Linear System Solver

Does the description disclose side effects, auth requirements, rate limits, or destructive behavior?

Annotations already indicate readOnlyHint=true and idempotentHint=true, so the description does not need to restate them. It adds value by specifying the use of SciPy's solver and giving result examples, which imply no side effects. No contradictions.

Agents need to know what a tool does to the world before calling it. Descriptions should go beyond structured annotations to explain consequences.

Is the description appropriately sized, front-loaded, and free of redundancy?

The description is front-loaded with the purpose, followed by well-structured examples. While somewhat long, the examples are instructive and not redundant. It could be slightly more concise, but the structure is logical and easy to follow.

Shorter descriptions cost fewer tokens and are easier for agents to parse. Every sentence should earn its place.

Given the tool's complexity, does the description cover enough for an agent to succeed on first attempt?

Given the presence of an output schema (implied), the description covers essential use cases (square, overdetermined, larger systems) with example inputs and outputs. It provides sufficient context for both simple and complex scenarios, making it complete for this tool's complexity.

Complex tools with many parameters or behaviors need more documentation. Simple tools need less. This dimension scales expectations accordingly.

Does the description clarify parameter syntax, constraints, interactions, or defaults beyond what the schema provides?

Schema has 100% description coverage, but the examples add significant meaning: they show how to structure coefficients and constants as nested lists, demonstrate valid inputs for different system sizes, and clarify the method parameter with concrete use cases. This greatly aids understanding beyond the schema.

Input schemas describe structure but not intent.

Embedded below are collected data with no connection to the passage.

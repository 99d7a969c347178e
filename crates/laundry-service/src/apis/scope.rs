//! Scope endpoints: the active laundry, its branches and the branch filter.

use super::engine_error;
use laundry_core::SessionHandle;
use laundry_types::{APIError, ScopeResponse, SetBranchRequest, SetLaundryRequest};
use tracing::info;

/// Handles GET /api/scope.
pub async fn get_scope(session: &SessionHandle) -> ScopeResponse {
	let resolver = session.scope();
	let scope = resolver.scope().await;
	ScopeResponse {
		laundry_id: scope.laundry_id,
		selected_branch_id: scope.selected_branch_id,
		branches: resolver.branches().await,
		can_switch: resolver.can_switch().await,
	}
}

/// Handles PUT /api/scope/laundry.
pub async fn set_laundry(
	session: &SessionHandle,
	request: SetLaundryRequest,
) -> Result<ScopeResponse, APIError> {
	if request.laundry_id.trim().is_empty() {
		return Err(APIError::BadRequest {
			error_type: "INVALID_REQUEST".to_string(),
			message: "laundryId must not be empty".to_string(),
		});
	}
	info!(laundry_id = %request.laundry_id, "Switching laundry");
	session
		.switch_laundry(&request.laundry_id)
		.await
		.map_err(engine_error)?;
	Ok(get_scope(session).await)
}

/// Handles PUT /api/scope/branch.
pub async fn set_branch(
	session: &SessionHandle,
	request: SetBranchRequest,
) -> Result<ScopeResponse, APIError> {
	session
		.set_branch(request.branch_id)
		.await
		.map_err(engine_error)?;
	Ok(get_scope(session).await)
}
//! Notifier that POSTs each request as JSON to a webhook.
//!
//! The body is the request itself plus a rendered `summary` line, which is
//! what the push relay shows as the notification text.

use crate::{NotificationInterface, NotifyError, NotifyFactory, NotifyRegistry};
use async_trait::async_trait;
use laundry_types::{ImplementationRegistry, NotificationRequest};
use serde::{Deserialize, Serialize};
use std::time::Duration;

#[derive(Debug, Deserialize)]
#[serde(deny_unknown_fields)]
struct WebhookConfig {
	url: String,
	/// Sent as a bearer token when set.
	#[serde(default)]
	auth_token: Option<String>,
	#[serde(default = "default_timeout_seconds")]
	timeout_seconds: u64,
}

fn default_timeout_seconds() -> u64 {
	10
}

#[derive(Serialize)]
struct WebhookPayload<'a> {
	#[serde(flatten)]
	request: &'a NotificationRequest,
	summary: String,
}

pub struct WebhookNotifier {
	client: reqwest::Client,
	url: String,
	auth_token: Option<String>,
}

impl WebhookNotifier {
	pub fn new(
		url: impl Into<String>,
		auth_token: Option<String>,
		timeout: Duration,
	) -> Result<Self, NotifyError> {
		let client = reqwest::Client::builder()
			.timeout(timeout)
			.build()
			.map_err(|e| NotifyError::Configuration(e.to_string()))?;
		Ok(Self {
			client,
			url: url.into(),
			auth_token,
		})
	}
}

#[async_trait]
impl NotificationInterface for WebhookNotifier {
	async fn send(&self, request: &NotificationRequest) -> Result<(), NotifyError> {
		let payload = WebhookPayload {
			request,
			summary: request.summary(),
		};

		let mut builder = self.client.post(&self.url).json(&payload);
		if let Some(token) = &self.auth_token {
			builder = builder.bearer_auth(token);
		}

		let response = builder
			.send()
			.await
			.map_err(|e| NotifyError::Network(e.to_string()))?;

		let status = response.status();
		if !status.is_success() {
			return Err(NotifyError::Rejected(format!(
				"webhook answered {}",
				status.as_u16()
			)));
		}

		tracing::debug!(ticket = %request.ticket_code, "Webhook notification delivered");
		Ok(())
	}
}

/// Configuration parameters:
/// - `url`: webhook endpoint (required)
/// - `auth_token`: bearer token (optional)
/// - `timeout_seconds`: request timeout (default: 10)
pub fn create_notifier(
	config: &toml::Value,
) -> Result<Box<dyn NotificationInterface>, NotifyError> {
	let config: WebhookConfig = config
		.clone()
		.try_into()
		.map_err(|e: toml::de::Error| NotifyError::Configuration(e.to_string()))?;

	if !config.url.starts_with("http://") && !config.url.starts_with("https://") {
		return Err(NotifyError::Configuration(format!(
			"webhook url must be http(s): {}",
			config.url
		)));
	}

	Ok(Box::new(WebhookNotifier::new(
		config.url,
		config.auth_token,
		Duration::from_secs(config.timeout_seconds),
	)?))
}

pub struct Registry;

impl ImplementationRegistry for Registry {
	const NAME: &'static str = "webhook";
	type Factory = NotifyFactory;

	fn factory() -> Self::Factory {
		create_notifier
	}
}

impl NotifyRegistry for Registry {}
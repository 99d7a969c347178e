//! Handlers reacting to order operations and order events.
//!
//! The order handler performs creations and status moves; the notification
//! handler turns the resulting events into staff notifications.

pub mod notification;
pub mod order;

pub use notification::NotificationHandler;
pub use order::{order_view, OrderHandler, OrderHandlerError};
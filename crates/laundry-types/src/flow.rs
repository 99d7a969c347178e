//! Operation step and order status types.
//!
//! The set of statuses an order moves through is not a compile-time enum: it is
//! read from configuration as a list of operation steps. An order status is
//! therefore just a step key, and every consumer has to be prepared for a key
//! that no longer (or never) matched a configured step.

use serde::{Deserialize, Serialize};
use std::borrow::Borrow;
use std::fmt;

/// One configured stage of the order processing pipeline (e.g. washing).
#[derive(Debug, Clone, Serialize, Deserialize, PartialEq, Eq)]
#[serde(rename_all = "camelCase")]
pub struct OperationStep {
	/// Stable unique identifier, stored on orders as their status.
	pub key: String,
	/// Human readable label.
	pub name: String,
	/// Color token in `family-shade` form, e.g. `blue-500`.
	pub color: String,
	/// Icon identifier understood by the client.
	pub icon: String,
	/// Inactive steps are kept for display but are not part of the flow.
	#[serde(default = "default_true", alias = "is_active")]
	pub is_active: bool,
	/// Rank of the step inside the flow, ascending.
	pub order: i32,
}

fn default_true() -> bool {
	true
}

/// Current status of an order: the key of an operation step.
#[derive(Debug, Clone, PartialEq, Eq, Hash, PartialOrd, Ord, Serialize, Deserialize)]
#[serde(transparent)]
pub struct OrderStatus(String);

impl OrderStatus {
	pub fn new(key: impl Into<String>) -> Self {
		Self(key.into())
	}

	pub fn as_str(&self) -> &str {
		&self.0
	}

	pub fn into_inner(self) -> String {
		self.0
	}
}

impl fmt::Display for OrderStatus {
	fn fmt(&self, f: &mut fmt::Formatter<'_>) -> fmt::Result {
		f.write_str(&self.0)
	}
}

impl From<&str> for OrderStatus {
	fn from(key: &str) -> Self {
		Self(key.to_string())
	}
}

impl From<String> for OrderStatus {
	fn from(key: String) -> Self {
		Self(key)
	}
}

impl AsRef<str> for OrderStatus {
	fn as_ref(&self) -> &str {
		&self.0
	}
}

impl Borrow<str> for OrderStatus {
	fn borrow(&self) -> &str {
		&self.0
	}
}

/// Rendering state of a single step in a compact flow indicator.
#[derive(Debug, Clone, Copy, PartialEq, Eq, Serialize, Deserialize)]
#[serde(rename_all = "snake_case")]
pub enum StepState {
	Completed,
	Current,
	Pending,
}

/// One entry of a compact flow indicator.
#[derive(Debug, Clone, PartialEq, Eq, Serialize, Deserialize)]
pub struct StepProgress {
	pub key: OrderStatus,
	pub state: StepState,
}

Descriptions should explain non-obvious parameter relationships and valid value ranges.

Does the description clearly state what the tool does and how it differs from similar tools?

The description clearly states it solves linear systems Ax=b using SciPy's optimized solver, which is a specific verb+resource. The examples with different system types (square, overdetermined) further clarify its purpose and distinguish it from sibling tools like matrix_operations or calculate.

Agents choose between tools based on descriptions. A clear purpose with a specific verb and resource helps agents select the right tool.

Does the description explain when to use this tool, when not to, or what alternatives exist?

The description explicitly explains when to use 'direct' (square systems) vs 'least_squares' (overdetermined systems) via examples. It also shows the syntax for different system sizes, providing clear usage context without leaving ambiguity.

Agents often have multiple tools that could apply. Explicit usage guidance like "use X instead of Y when Z" prevents misuse.